(Stored items)
##########

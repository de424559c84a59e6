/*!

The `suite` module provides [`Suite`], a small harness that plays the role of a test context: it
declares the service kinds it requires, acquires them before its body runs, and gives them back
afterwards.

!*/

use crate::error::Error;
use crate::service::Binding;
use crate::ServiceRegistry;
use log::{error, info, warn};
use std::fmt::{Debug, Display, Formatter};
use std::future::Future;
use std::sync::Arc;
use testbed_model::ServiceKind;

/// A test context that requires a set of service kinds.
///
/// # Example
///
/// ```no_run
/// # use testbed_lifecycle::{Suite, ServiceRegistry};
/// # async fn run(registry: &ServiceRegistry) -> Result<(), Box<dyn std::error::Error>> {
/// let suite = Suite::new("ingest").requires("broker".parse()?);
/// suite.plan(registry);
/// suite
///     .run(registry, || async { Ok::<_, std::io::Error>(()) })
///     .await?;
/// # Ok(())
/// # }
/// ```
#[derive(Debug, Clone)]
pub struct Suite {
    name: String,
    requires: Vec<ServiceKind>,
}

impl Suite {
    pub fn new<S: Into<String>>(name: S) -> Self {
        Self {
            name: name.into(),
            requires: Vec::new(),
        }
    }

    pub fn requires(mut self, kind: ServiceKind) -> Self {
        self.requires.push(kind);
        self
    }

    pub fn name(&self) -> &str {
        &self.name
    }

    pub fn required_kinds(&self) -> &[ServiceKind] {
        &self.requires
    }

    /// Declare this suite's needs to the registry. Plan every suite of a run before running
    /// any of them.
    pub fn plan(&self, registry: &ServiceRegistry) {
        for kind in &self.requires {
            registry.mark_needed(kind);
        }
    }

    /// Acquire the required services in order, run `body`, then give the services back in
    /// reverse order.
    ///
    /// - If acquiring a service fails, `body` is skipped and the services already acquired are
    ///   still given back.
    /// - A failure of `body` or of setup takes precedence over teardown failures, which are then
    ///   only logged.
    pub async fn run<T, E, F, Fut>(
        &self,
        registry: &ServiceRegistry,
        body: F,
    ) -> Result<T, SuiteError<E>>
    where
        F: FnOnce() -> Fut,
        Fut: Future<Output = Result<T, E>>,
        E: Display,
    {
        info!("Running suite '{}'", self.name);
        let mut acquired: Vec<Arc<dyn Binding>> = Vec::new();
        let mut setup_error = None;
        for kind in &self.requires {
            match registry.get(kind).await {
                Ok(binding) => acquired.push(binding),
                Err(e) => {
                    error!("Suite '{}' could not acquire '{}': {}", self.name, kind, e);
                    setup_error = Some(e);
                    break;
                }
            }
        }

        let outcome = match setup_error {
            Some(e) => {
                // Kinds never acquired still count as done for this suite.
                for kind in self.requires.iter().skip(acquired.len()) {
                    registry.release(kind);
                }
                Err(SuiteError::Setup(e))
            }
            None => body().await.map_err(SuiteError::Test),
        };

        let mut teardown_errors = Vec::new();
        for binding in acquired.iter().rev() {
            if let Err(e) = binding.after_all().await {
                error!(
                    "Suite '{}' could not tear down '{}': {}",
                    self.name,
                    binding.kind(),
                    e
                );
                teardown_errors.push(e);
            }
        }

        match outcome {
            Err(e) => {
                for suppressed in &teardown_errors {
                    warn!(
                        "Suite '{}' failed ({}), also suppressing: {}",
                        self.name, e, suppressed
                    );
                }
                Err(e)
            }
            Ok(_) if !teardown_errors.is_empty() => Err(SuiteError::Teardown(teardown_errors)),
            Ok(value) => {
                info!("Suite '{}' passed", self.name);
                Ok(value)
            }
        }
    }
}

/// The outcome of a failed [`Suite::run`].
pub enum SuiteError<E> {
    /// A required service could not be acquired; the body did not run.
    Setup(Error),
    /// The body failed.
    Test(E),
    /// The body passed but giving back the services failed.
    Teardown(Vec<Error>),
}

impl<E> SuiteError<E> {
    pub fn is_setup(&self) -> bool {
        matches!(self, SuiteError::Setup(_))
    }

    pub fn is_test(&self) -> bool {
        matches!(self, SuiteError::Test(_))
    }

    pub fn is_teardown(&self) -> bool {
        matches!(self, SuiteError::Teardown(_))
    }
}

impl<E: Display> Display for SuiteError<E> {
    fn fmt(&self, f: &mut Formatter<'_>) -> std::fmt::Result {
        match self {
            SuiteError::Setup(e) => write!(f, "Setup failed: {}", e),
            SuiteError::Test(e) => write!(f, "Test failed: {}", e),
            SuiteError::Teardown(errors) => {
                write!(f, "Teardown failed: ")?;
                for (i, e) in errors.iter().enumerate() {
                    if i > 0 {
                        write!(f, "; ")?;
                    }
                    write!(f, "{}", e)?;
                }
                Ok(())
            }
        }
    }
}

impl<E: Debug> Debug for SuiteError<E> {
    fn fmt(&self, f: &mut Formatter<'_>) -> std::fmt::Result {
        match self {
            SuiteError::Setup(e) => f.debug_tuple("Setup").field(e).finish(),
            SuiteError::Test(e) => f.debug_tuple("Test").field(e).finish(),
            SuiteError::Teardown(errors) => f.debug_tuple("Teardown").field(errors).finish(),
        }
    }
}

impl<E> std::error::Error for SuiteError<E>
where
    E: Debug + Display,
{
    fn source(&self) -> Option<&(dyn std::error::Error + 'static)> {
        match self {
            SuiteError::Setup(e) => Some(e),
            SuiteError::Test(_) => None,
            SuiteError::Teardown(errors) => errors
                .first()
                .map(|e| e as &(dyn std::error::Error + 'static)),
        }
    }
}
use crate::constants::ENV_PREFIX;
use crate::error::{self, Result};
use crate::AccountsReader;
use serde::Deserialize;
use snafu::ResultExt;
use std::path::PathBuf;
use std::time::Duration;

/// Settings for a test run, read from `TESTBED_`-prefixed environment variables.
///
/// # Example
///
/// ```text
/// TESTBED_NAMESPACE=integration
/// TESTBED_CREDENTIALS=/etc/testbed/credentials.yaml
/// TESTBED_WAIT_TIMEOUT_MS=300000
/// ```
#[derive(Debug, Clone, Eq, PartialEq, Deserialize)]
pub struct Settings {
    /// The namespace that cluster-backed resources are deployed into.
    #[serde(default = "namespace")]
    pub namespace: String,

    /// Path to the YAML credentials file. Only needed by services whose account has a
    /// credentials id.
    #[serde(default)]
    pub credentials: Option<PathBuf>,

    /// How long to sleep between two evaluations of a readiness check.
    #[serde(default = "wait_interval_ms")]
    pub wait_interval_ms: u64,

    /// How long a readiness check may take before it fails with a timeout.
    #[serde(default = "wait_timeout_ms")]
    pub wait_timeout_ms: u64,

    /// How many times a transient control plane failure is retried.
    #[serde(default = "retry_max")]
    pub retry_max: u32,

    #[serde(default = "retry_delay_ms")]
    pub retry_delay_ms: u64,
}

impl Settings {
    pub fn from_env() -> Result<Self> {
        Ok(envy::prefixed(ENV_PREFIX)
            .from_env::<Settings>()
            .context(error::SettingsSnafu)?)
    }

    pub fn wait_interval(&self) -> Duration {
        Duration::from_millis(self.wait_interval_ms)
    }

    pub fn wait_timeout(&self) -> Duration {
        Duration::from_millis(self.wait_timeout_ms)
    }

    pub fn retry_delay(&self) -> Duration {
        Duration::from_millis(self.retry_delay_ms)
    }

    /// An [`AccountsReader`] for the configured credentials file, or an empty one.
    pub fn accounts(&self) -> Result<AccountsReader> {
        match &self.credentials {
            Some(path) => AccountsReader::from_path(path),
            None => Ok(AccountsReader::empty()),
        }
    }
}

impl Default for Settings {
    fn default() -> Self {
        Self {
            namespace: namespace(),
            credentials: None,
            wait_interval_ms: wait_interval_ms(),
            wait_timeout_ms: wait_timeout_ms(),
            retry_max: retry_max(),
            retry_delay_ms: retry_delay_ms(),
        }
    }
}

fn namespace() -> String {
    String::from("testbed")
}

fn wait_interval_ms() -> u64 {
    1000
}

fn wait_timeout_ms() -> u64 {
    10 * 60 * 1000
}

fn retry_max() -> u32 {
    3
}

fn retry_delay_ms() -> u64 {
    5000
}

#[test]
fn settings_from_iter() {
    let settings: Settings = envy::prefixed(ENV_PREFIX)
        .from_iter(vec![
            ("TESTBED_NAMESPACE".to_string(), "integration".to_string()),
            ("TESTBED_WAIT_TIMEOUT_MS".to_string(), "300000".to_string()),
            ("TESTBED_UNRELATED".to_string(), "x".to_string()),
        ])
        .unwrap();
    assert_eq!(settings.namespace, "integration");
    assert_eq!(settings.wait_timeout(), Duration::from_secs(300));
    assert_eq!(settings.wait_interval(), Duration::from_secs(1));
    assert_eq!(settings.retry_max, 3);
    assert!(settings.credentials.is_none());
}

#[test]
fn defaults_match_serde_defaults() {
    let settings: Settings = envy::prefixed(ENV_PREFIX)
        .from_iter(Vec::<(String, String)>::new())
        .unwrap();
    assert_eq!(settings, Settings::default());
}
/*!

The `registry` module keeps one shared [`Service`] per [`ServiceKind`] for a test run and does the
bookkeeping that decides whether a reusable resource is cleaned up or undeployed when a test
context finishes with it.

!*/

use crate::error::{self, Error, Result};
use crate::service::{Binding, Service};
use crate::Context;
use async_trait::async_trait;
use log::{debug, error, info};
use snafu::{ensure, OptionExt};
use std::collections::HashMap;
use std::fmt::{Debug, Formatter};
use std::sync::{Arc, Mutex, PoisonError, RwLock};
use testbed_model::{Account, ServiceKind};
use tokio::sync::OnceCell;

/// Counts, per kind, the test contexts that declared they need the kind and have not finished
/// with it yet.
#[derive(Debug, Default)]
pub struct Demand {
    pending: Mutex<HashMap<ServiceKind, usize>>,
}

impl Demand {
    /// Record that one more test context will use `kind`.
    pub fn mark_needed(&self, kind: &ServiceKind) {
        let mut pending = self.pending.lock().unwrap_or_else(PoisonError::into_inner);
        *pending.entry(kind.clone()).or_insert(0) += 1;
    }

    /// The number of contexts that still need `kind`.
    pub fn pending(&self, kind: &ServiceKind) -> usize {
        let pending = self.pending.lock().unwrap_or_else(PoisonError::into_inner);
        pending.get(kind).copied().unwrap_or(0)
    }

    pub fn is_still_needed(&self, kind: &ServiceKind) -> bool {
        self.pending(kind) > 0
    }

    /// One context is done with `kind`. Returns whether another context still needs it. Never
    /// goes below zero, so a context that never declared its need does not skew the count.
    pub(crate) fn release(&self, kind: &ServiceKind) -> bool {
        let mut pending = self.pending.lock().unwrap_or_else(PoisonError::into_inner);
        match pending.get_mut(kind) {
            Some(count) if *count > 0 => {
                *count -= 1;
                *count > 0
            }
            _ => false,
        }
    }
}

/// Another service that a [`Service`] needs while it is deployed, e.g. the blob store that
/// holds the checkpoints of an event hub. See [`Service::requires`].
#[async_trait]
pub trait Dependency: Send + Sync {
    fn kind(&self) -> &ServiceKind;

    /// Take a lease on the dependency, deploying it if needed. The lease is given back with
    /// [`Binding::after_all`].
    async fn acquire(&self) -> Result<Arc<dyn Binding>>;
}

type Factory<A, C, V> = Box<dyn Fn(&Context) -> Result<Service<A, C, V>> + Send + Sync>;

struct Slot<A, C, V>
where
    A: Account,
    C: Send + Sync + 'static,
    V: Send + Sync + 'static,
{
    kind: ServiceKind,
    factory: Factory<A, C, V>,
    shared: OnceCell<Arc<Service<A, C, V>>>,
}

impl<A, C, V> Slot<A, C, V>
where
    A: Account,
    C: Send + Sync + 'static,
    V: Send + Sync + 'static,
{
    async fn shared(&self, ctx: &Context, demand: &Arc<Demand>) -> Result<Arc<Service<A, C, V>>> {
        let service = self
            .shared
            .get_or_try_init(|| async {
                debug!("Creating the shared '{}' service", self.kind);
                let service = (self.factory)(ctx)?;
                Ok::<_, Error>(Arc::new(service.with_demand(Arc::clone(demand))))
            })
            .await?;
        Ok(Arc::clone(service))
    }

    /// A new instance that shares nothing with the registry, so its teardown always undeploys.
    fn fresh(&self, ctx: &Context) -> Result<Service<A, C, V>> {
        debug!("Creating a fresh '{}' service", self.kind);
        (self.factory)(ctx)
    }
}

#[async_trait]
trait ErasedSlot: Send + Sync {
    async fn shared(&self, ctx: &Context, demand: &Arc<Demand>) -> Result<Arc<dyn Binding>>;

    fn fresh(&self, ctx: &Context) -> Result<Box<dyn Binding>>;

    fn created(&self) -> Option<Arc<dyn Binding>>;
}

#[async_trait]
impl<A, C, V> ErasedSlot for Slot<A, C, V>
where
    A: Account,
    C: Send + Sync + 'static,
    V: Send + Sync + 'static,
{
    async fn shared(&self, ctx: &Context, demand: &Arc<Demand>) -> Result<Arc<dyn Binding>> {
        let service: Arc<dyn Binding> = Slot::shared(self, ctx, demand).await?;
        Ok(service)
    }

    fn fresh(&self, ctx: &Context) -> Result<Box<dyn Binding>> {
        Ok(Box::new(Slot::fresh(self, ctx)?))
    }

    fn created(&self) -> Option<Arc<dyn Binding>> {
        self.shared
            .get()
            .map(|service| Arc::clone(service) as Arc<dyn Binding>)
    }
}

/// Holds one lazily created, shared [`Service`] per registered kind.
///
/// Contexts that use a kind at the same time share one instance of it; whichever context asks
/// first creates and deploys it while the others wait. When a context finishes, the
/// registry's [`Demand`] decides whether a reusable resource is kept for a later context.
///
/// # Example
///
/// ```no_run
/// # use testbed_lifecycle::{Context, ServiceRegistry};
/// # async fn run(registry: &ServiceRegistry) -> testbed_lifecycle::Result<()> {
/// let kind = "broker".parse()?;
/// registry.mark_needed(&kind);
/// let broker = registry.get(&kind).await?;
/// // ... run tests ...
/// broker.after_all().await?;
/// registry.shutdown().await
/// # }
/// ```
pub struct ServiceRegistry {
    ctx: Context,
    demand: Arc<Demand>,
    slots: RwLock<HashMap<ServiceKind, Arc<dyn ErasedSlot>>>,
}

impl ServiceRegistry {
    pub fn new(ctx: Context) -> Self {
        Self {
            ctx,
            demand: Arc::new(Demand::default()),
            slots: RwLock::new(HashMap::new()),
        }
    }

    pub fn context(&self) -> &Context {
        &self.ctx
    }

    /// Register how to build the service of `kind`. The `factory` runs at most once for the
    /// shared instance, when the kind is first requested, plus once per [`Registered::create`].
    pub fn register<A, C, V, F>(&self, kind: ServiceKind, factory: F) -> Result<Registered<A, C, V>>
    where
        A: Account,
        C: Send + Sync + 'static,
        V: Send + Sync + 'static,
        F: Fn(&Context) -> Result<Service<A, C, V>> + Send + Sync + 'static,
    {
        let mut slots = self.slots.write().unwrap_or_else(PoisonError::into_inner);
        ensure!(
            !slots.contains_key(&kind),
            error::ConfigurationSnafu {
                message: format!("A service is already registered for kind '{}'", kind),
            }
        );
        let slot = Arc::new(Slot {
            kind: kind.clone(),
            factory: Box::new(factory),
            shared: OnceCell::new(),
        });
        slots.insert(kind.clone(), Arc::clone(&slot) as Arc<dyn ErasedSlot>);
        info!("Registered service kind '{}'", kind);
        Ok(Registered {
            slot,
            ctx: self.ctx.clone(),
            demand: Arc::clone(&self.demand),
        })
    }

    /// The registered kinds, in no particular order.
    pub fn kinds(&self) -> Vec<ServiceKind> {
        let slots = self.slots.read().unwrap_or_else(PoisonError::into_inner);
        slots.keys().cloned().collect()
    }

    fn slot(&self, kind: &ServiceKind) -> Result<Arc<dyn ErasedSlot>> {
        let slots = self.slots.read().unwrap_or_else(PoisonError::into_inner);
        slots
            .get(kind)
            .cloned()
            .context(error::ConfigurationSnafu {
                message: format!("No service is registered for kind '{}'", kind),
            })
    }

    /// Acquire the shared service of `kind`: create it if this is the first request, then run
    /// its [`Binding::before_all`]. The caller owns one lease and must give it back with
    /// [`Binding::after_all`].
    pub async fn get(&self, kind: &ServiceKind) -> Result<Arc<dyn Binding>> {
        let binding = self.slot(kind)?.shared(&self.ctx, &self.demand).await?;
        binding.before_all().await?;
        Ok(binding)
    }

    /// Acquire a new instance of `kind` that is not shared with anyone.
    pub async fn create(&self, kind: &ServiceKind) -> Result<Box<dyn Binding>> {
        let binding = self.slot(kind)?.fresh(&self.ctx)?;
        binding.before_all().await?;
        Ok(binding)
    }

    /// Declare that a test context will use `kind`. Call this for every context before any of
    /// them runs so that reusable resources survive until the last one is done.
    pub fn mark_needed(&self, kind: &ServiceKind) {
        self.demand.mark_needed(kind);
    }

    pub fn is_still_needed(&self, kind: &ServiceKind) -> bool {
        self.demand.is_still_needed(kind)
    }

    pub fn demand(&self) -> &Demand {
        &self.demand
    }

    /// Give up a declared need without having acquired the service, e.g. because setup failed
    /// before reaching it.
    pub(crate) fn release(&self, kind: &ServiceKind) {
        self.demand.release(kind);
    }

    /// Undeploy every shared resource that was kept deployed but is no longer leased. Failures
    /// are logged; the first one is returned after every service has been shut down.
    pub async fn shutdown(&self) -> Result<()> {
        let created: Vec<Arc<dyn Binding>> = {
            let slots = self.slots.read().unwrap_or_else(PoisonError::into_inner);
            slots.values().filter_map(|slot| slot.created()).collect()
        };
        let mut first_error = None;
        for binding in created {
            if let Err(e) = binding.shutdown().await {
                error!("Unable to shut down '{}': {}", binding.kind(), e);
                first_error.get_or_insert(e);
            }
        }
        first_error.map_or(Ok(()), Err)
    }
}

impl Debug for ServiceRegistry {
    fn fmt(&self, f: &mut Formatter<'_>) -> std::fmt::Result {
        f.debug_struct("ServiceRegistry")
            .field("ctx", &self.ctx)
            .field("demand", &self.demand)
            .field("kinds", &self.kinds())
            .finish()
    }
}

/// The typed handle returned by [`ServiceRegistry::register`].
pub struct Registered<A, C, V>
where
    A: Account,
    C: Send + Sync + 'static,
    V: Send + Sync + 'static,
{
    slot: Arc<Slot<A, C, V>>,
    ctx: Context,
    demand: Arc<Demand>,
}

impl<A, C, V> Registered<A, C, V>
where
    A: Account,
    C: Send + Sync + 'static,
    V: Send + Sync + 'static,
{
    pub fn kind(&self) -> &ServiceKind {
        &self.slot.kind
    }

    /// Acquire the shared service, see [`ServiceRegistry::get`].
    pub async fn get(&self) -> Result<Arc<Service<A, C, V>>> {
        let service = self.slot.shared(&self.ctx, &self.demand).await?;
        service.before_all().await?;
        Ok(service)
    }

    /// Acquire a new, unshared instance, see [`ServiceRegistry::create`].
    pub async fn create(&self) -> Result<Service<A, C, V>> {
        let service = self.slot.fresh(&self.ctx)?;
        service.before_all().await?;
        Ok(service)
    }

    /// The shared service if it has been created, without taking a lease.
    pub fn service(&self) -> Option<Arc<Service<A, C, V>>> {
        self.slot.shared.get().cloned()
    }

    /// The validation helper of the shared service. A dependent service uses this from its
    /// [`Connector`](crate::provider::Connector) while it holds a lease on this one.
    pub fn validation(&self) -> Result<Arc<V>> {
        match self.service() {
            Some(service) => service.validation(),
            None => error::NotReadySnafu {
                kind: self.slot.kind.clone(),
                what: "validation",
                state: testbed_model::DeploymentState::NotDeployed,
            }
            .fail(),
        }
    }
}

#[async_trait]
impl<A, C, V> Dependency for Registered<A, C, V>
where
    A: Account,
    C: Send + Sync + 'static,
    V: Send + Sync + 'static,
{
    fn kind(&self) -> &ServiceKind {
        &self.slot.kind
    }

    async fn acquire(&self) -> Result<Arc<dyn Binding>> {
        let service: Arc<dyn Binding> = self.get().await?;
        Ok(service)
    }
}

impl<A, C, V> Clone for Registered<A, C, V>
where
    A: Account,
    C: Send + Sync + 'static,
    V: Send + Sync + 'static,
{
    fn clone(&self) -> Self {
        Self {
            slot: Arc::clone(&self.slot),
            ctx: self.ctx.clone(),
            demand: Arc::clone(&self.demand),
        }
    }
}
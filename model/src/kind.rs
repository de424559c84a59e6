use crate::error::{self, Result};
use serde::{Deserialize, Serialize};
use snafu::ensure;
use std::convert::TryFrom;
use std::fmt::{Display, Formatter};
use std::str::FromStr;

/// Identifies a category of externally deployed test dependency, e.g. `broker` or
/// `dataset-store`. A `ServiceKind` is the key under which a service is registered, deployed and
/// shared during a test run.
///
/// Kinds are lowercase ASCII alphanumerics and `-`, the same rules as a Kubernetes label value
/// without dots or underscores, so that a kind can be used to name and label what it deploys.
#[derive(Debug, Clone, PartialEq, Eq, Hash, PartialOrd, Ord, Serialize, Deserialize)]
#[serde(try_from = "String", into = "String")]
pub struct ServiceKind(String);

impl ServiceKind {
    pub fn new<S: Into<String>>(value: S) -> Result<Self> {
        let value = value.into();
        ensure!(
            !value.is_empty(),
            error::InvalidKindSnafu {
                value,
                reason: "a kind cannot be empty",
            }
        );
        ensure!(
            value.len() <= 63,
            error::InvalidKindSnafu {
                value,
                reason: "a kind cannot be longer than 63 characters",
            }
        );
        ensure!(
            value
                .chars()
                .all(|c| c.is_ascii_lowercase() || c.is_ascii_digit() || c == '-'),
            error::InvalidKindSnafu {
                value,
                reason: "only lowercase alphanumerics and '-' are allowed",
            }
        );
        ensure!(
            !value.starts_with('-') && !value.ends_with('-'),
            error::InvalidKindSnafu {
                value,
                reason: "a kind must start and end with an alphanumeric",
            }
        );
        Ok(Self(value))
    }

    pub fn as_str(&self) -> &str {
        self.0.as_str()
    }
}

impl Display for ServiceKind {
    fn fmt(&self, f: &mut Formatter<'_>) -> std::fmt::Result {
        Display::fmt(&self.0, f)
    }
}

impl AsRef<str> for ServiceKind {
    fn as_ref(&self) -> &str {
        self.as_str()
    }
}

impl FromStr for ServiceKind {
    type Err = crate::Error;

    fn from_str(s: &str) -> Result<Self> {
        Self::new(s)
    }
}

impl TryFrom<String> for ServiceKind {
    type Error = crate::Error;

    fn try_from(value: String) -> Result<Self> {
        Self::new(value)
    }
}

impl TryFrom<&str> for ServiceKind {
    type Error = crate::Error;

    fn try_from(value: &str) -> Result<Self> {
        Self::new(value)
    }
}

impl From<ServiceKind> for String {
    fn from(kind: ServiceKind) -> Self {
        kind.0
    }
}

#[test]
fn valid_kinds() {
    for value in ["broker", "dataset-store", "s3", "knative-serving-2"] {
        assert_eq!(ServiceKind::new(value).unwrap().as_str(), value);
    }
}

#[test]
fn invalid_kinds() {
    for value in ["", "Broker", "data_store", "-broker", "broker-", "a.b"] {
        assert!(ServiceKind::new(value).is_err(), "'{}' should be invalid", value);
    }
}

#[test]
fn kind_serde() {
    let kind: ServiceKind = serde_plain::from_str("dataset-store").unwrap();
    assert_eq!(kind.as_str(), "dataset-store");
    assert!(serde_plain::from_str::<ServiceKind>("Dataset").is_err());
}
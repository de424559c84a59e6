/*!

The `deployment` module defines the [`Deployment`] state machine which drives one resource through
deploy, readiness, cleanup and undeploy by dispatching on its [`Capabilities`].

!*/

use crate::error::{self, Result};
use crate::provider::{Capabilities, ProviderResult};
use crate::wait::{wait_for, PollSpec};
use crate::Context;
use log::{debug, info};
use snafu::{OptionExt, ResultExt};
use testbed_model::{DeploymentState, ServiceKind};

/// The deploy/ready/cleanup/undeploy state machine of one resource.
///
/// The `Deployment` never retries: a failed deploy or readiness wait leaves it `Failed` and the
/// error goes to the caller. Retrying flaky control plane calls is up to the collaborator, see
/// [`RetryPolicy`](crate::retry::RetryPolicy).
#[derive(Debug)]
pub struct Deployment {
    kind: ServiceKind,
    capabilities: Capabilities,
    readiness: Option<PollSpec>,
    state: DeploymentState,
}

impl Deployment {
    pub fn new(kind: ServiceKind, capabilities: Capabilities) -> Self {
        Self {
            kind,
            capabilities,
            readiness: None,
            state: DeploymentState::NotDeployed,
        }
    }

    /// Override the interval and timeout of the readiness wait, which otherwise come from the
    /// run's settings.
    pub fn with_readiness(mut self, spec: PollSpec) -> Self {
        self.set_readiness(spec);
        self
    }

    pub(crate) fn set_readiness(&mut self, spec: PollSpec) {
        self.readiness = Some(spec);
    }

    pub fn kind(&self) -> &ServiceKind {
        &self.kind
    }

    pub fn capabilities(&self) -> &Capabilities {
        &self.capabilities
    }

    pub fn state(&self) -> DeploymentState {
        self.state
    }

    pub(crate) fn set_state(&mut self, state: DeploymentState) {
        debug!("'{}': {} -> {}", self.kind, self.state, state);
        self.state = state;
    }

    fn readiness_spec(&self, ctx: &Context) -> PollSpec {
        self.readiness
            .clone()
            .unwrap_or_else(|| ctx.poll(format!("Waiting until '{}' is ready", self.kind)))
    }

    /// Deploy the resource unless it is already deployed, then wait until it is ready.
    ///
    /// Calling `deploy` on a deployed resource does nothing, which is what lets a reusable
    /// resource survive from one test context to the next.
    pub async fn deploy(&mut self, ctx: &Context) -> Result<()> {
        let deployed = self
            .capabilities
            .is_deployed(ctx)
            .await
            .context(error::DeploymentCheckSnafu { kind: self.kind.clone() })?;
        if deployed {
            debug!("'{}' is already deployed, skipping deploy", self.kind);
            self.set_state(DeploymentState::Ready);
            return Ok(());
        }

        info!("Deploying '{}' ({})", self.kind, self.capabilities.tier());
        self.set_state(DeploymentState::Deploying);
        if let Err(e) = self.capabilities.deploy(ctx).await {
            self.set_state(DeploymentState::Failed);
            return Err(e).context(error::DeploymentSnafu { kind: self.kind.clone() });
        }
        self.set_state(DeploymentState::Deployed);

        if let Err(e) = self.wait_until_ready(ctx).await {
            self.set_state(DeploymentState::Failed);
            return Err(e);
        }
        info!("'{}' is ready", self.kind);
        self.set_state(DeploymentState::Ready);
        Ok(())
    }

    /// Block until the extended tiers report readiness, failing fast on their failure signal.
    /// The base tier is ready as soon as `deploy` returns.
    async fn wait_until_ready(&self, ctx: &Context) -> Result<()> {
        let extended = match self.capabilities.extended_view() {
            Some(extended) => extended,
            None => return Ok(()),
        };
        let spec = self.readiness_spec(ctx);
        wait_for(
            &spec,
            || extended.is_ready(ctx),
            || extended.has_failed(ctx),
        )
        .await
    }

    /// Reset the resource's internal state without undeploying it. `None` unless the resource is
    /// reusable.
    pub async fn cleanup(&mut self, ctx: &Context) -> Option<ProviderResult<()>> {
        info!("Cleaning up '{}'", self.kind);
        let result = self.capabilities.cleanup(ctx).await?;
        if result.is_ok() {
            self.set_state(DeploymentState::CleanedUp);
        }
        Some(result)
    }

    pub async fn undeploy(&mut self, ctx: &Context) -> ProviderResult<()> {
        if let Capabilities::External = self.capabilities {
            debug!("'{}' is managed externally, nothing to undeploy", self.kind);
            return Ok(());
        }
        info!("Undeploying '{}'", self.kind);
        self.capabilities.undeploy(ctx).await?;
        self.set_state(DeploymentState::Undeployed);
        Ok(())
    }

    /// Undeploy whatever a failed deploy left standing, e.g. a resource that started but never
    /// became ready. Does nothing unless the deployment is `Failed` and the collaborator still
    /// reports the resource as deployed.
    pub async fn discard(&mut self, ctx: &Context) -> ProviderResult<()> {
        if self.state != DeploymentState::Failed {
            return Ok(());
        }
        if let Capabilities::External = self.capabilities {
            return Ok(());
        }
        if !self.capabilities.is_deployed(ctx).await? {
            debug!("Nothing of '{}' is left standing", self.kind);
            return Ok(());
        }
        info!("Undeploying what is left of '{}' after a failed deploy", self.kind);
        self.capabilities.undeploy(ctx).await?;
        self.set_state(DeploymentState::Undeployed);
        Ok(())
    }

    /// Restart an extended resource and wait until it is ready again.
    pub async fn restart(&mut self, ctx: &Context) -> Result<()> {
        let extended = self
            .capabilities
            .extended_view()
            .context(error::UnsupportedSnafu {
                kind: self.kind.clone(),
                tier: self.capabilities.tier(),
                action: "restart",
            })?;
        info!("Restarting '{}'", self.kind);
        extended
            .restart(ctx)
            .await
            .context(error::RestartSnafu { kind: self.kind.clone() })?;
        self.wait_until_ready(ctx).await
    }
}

##########

■ What you have to do: Which lines in the records above contain the string "needs"? Copy them.

■ Your solution:
    /// Declare this suite's needs to the registry. Plan every suite of a run before running
    /// One context is done with `kind`. Returns whether another context still needs it. Never
/// Another service that a [`Service`] needs while it is deployed, e.g. the blob store that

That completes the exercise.